Task to carry out - The answer is one number. Say how many lines in the entries below include the word "decoded".

Collected data entries -
--------------------
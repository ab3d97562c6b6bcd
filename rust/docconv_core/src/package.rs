//! Read side of a DOCX package: the parts the XHTML converter needs.

use crate::error::{Error, Result};
use crate::xml::{self, XmlElement};
use std::collections::HashMap;
use std::io::{Cursor, Read};
use std::path::Path;
use zip::result::ZipError;
use zip::ZipArchive;

#[derive(Debug, Clone, PartialEq, Eq)]
pub struct Picture {
    pub file_name: String,
    pub data: Vec<u8>,
}

impl Picture {
    pub fn extension(&self) -> &str {
        self.file_name
            .rsplit_once('.')
            .map(|(_, ext)| ext)
            .unwrap_or("")
    }
}

#[derive(Debug, Clone, PartialEq, Eq)]
pub struct Relationship {
    /// Last segment of the relationship type URI, e.g. `image` or `hyperlink`.
    pub kind: String,
    pub target: String,
    pub external: bool,
}

/// (numId, ilvl) -> ordered, resolved through `w:num/w:abstractNumId`.
#[derive(Debug, Clone, Default)]
pub struct Numbering {
    abstract_levels: HashMap<String, HashMap<u32, bool>>,
    nums: HashMap<String, String>,
}

impl Numbering {
    fn parse(root: &XmlElement) -> Self {
        let mut out = Self::default();
        for abs in root.children_named("abstractNum") {
            let Some(id) = abs.attr("abstractNumId") else { continue };
            let levels = abs
                .children_named("lvl")
                .filter_map(|lvl| {
                    let ilvl = lvl.attr("ilvl")?.parse::<u32>().ok()?;
                    let ordered = lvl.child_val("numFmt").map(|f| f != "bullet").unwrap_or(false);
                    Some((ilvl, ordered))
                })
                .collect();
            out.abstract_levels.insert(id.to_string(), levels);
        }
        for num in root.children_named("num") {
            if let (Some(num_id), Some(abs)) = (num.attr("numId"), num.child_val("abstractNumId")) {
                out.nums.insert(num_id.to_string(), abs.to_string());
            }
        }
        out
    }

    /// Unknown numbering renders as bullets.
    pub fn is_ordered(&self, num_id: &str, ilvl: u32) -> bool {
        self.nums
            .get(num_id)
            .and_then(|abs| self.abstract_levels.get(abs))
            .and_then(|levels| levels.get(&ilvl))
            .copied()
            .unwrap_or(false)
    }
}

#[derive(Debug, Clone)]
pub struct DocxPackage {
    pub document: XmlElement,
    pub title: Option<String>,
    pub heading_styles: HashMap<String, u8>,
    pub numbering: Numbering,
    pub relationships: HashMap<String, Relationship>,
    pub pictures: Vec<Picture>,
}

fn read_part<R: Read + std::io::Seek>(archive: &mut ZipArchive<R>, name: &str) -> Result<Option<String>> {
    let mut file = match archive.by_name(name) {
        Ok(f) => f,
        Err(ZipError::FileNotFound) => return Ok(None),
        Err(e) => return Err(e.into()),
    };
    let mut buf = String::new();
    file.read_to_string(&mut buf)?;
    Ok(Some(buf))
}

fn heading_level_from_style(style: &XmlElement) -> Option<u8> {
    let id = style.attr("styleId").unwrap_or_default().to_ascii_lowercase();
    if id == "title" {
        return Some(1);
    }
    let from_name = |s: &str| -> Option<u8> {
        let rest = s.strip_prefix("heading")?.trim();
        rest.parse::<u8>().ok().filter(|l| (1..=6).contains(l))
    };
    if let Some(l) = from_name(&id) {
        return Some(l);
    }
    if let Some(l) = style.child_val("name").and_then(|n| from_name(&n.to_ascii_lowercase())) {
        return Some(l);
    }
    style
        .child("pPr")
        .and_then(|p| p.child_val("outlineLvl"))
        .and_then(|v| v.parse::<u8>().ok())
        .filter(|l| *l < 6)
        .map(|l| l + 1)
}

fn parse_heading_styles(root: &XmlElement) -> HashMap<String, u8> {
    root.children_named("style")
        .filter(|s| s.attr("type").map(|t| t == "paragraph").unwrap_or(true))
        .filter_map(|s| Some((s.attr("styleId")?.to_string(), heading_level_from_style(s)?)))
        .collect()
}

fn parse_relationships(root: &XmlElement) -> HashMap<String, Relationship> {
    root.children_named("Relationship")
        .filter_map(|r| {
            let id = r.attr("Id")?;
            let kind = r.attr("Type").unwrap_or_default();
            let kind = kind.rsplit('/').next().unwrap_or_default().to_string();
            let rel = Relationship {
                kind,
                target: r.attr("Target")?.to_string(),
                external: r.attr("TargetMode").map(|m| m == "External").unwrap_or(false),
            };
            Some((id.to_string(), rel))
        })
        .collect()
}

impl DocxPackage {
    pub fn open(path: &Path) -> Result<Self> {
        let bytes = std::fs::read(path).map_err(|e| Error::io("read", path, e))?;
        Self::from_bytes(bytes)
    }

    pub fn from_bytes(bytes: Vec<u8>) -> Result<Self> {
        let mut archive = ZipArchive::new(Cursor::new(bytes))?;

        let document_xml = read_part(&mut archive, "word/document.xml")?
            .ok_or_else(|| Error::MissingPart("word/document.xml".to_string()))?;
        let document = xml::parse(&document_xml)?;

        let heading_styles = match read_part(&mut archive, "word/styles.xml")? {
            Some(s) => parse_heading_styles(&xml::parse(&s)?),
            None => HashMap::new(),
        };
        let numbering = match read_part(&mut archive, "word/numbering.xml")? {
            Some(s) => Numbering::parse(&xml::parse(&s)?),
            None => Numbering::default(),
        };
        let relationships = match read_part(&mut archive, "word/_rels/document.xml.rels")? {
            Some(s) => parse_relationships(&xml::parse(&s)?),
            None => HashMap::new(),
        };
        let title = match read_part(&mut archive, "docProps/core.xml")? {
            Some(s) => xml::parse(&s)?
                .child("title")
                .map(|t| t.text().trim().to_string())
                .filter(|t| !t.is_empty()),
            None => None,
        };

        let mut pictures = Vec::new();
        for i in 0..archive.len() {
            let mut file = archive.by_index(i)?;
            if !file.is_file() || !file.name().starts_with("word/media/") {
                continue;
            }
            let file_name = file.name().rsplit('/').next().unwrap_or_default().to_string();
            let mut data = Vec::with_capacity(file.size() as usize);
            file.read_to_end(&mut data)?;
            pictures.push(Picture { file_name, data });
        }

        tracing::debug!(
            headings = heading_styles.len(),
            relationships = relationships.len(),
            pictures = pictures.len(),
            "opened docx package"
        );

        Ok(Self {
            document,
            title,
            heading_styles,
            numbering,
            relationships,
            pictures,
        })
    }

    pub fn heading_level(&self, style_id: &str) -> Option<u8> {
        self.heading_styles.get(style_id).copied()
    }

    /// Package path of an image relationship, e.g. `word/media/image1.png`.
    pub fn image_path(&self, rid: &str) -> Option<String> {
        let rel = self.relationships.get(rid)?;
        if rel.external {
            return Some(rel.target.clone());
        }
        Some(match rel.target.strip_prefix('/') {
            Some(abs) => abs.to_string(),
            None => format!("word/{}", rel.target),
        })
    }

    pub fn hyperlink_target(&self, rid: &str) -> Option<&str> {
        self.relationships
            .get(rid)
            .filter(|r| r.kind == "hyperlink")
            .map(|r| r.target.as_str())
    }
}

#[cfg(test)]
pub(crate) mod test_support {
    use std::io::{Cursor, Write};
    use zip::write::SimpleFileOptions;
    use zip::ZipWriter;

    pub const W_NS: &str = r#"xmlns:w="http://schemas.openxmlformats.org/wordprocessingml/2006/main" xmlns:r="http://schemas.openxmlformats.org/officeDocument/2006/relationships""#;

    pub fn build_zip(parts: &[(&str, &[u8])]) -> Vec<u8> {
        let mut zip = ZipWriter::new(Cursor::new(Vec::new()));
        for (name, data) in parts {
            zip.start_file(*name, SimpleFileOptions::default()).unwrap();
            zip.write_all(data).unwrap();
        }
        zip.finish().unwrap().into_inner()
    }

    pub fn document(body: &str) -> String {
        format!(
            r#"<?xml version="1.0" encoding="UTF-8" standalone="yes"?><w:document {W_NS}><w:body>{body}</w:body></w:document>"#
        )
    }
}

#[cfg(test)]
mod tests {
    use super::test_support::{build_zip, document, W_NS};
    use super::*;

    #[test]
    fn missing_document_part_is_reported() {
        let bytes = build_zip(&[("word/styles.xml", b"<w:styles/>")]);
        let err = DocxPackage::from_bytes(bytes).unwrap_err();
        assert!(matches!(err, Error::MissingPart(ref p) if p == "word/document.xml"));
    }

    #[test]
    fn not_a_zip_is_a_zip_error() {
        let err = DocxPackage::from_bytes(b"plain text".to_vec()).unwrap_err();
        assert!(matches!(err, Error::Zip(_)));
    }

    #[test]
    fn reads_styles_numbering_rels_and_media() {
        let styles = format!(
            r#"<w:styles {W_NS}>
<w:style w:type="paragraph" w:styleId="Heading2"><w:name w:val="heading 2"/></w:style>
<w:style w:type="paragraph" w:styleId="a3"><w:name w:val="heading 3"/></w:style>
<w:style w:type="paragraph" w:styleId="Custom"><w:name w:val="Custom"/><w:pPr><w:outlineLvl w:val="3"/></w:pPr></w:style>
<w:style w:type="paragraph" w:styleId="Normal"><w:name w:val="Normal"/></w:style>
</w:styles>"#
        );
        let numbering = format!(
            r#"<w:numbering {W_NS}>
<w:abstractNum w:abstractNumId="0"><w:lvl w:ilvl="0"><w:numFmt w:val="bullet"/></w:lvl><w:lvl w:ilvl="1"><w:numFmt w:val="decimal"/></w:lvl></w:abstractNum>
<w:num w:numId="5"><w:abstractNumId w:val="0"/></w:num>
</w:numbering>"#
        );
        let rels = r#"<Relationships xmlns="http://schemas.openxmlformats.org/package/2006/relationships">
<Relationship Id="rId4" Type="http://schemas.openxmlformats.org/officeDocument/2006/relationships/image" Target="media/image1.png"/>
<Relationship Id="rId5" Type="http://schemas.openxmlformats.org/officeDocument/2006/relationships/hyperlink" Target="https://example.com/" TargetMode="External"/>
</Relationships>"#;
        let bytes = build_zip(&[
            ("word/document.xml", document("").as_bytes()),
            ("word/styles.xml", styles.as_bytes()),
            ("word/numbering.xml", numbering.as_bytes()),
            ("word/_rels/document.xml.rels", rels.as_bytes()),
            ("word/media/image1.png", b"\x89PNG"),
        ]);
        let pkg = DocxPackage::from_bytes(bytes).unwrap();

        assert_eq!(pkg.heading_level("Heading2"), Some(2));
        assert_eq!(pkg.heading_level("a3"), Some(3));
        assert_eq!(pkg.heading_level("Custom"), Some(4));
        assert_eq!(pkg.heading_level("Normal"), None);

        assert!(!pkg.numbering.is_ordered("5", 0));
        assert!(pkg.numbering.is_ordered("5", 1));
        assert!(!pkg.numbering.is_ordered("99", 0));

        assert_eq!(pkg.image_path("rId4").as_deref(), Some("word/media/image1.png"));
        assert_eq!(pkg.hyperlink_target("rId5"), Some("https://example.com/"));
        assert_eq!(pkg.hyperlink_target("rId4"), None);

        assert_eq!(pkg.pictures.len(), 1);
        assert_eq!(pkg.pictures[0].file_name, "image1.png");
        assert_eq!(pkg.pictures[0].extension(), "png");
    }
}
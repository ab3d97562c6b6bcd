/// Decodes the entities html5ever's serializer emits (`&amp;` `&lt;` `&gt;`
/// `&quot;` `&nbsp;`) plus numeric references. Unknown entities pass through.
pub fn decode_entities(s: &str) -> String {
    let mut out = String::with_capacity(s.len());
    let mut rest = s;
    while let Some(amp) = rest.find('&') {
        out.push_str(&rest[..amp]);
        let tail = &rest[amp..];
        // Entity names are short; a far-away ';' belongs to something else.
        let semi = tail
            .char_indices()
            .take(12)
            .find(|(_, c)| *c == ';')
            .map(|(i, _)| i);
        let Some(semi) = semi else {
            out.push('&');
            rest = &tail[1..];
            continue;
        };
        let ent = &tail[1..semi];
        let decoded: Option<char> = match ent {
            "amp" => Some('&'),
            "lt" => Some('<'),
            "gt" => Some('>'),
            "quot" => Some('"'),
            "apos" | "#39" => Some('\''),
            "nbsp" => Some('\u{a0}'),
            _ if ent.starts_with("#x") || ent.starts_with("#X") => {
                u32::from_str_radix(&ent[2..], 16).ok().and_then(char::from_u32)
            }
            _ if ent.starts_with('#') => ent[1..].parse::<u32>().ok().and_then(char::from_u32),
            _ => None,
        };
        match decoded {
            Some(c) => out.push(c),
            None => out.push_str(&tail[..=semi]),
        }
        rest = &tail[semi + 1..];
    }
    out.push_str(rest);
    out
}

#[cfg(test)]
mod tests {
    use super::*;

    #[test]
    fn decodes_named_and_numeric() {
        assert_eq!(decode_entities("a &amp; b &lt;c&gt; &#39;d&#x27;"), "a & b <c> 'd'");
        assert_eq!(decode_entities("x&nbsp;y"), "x\u{a0}y");
    }

    #[test]
    fn keeps_unknown_and_multibyte_text() {
        assert_eq!(decode_entities("中文 &foo; & done"), "中文 &foo; & done");
    }
}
--------------------
Exercise response - 2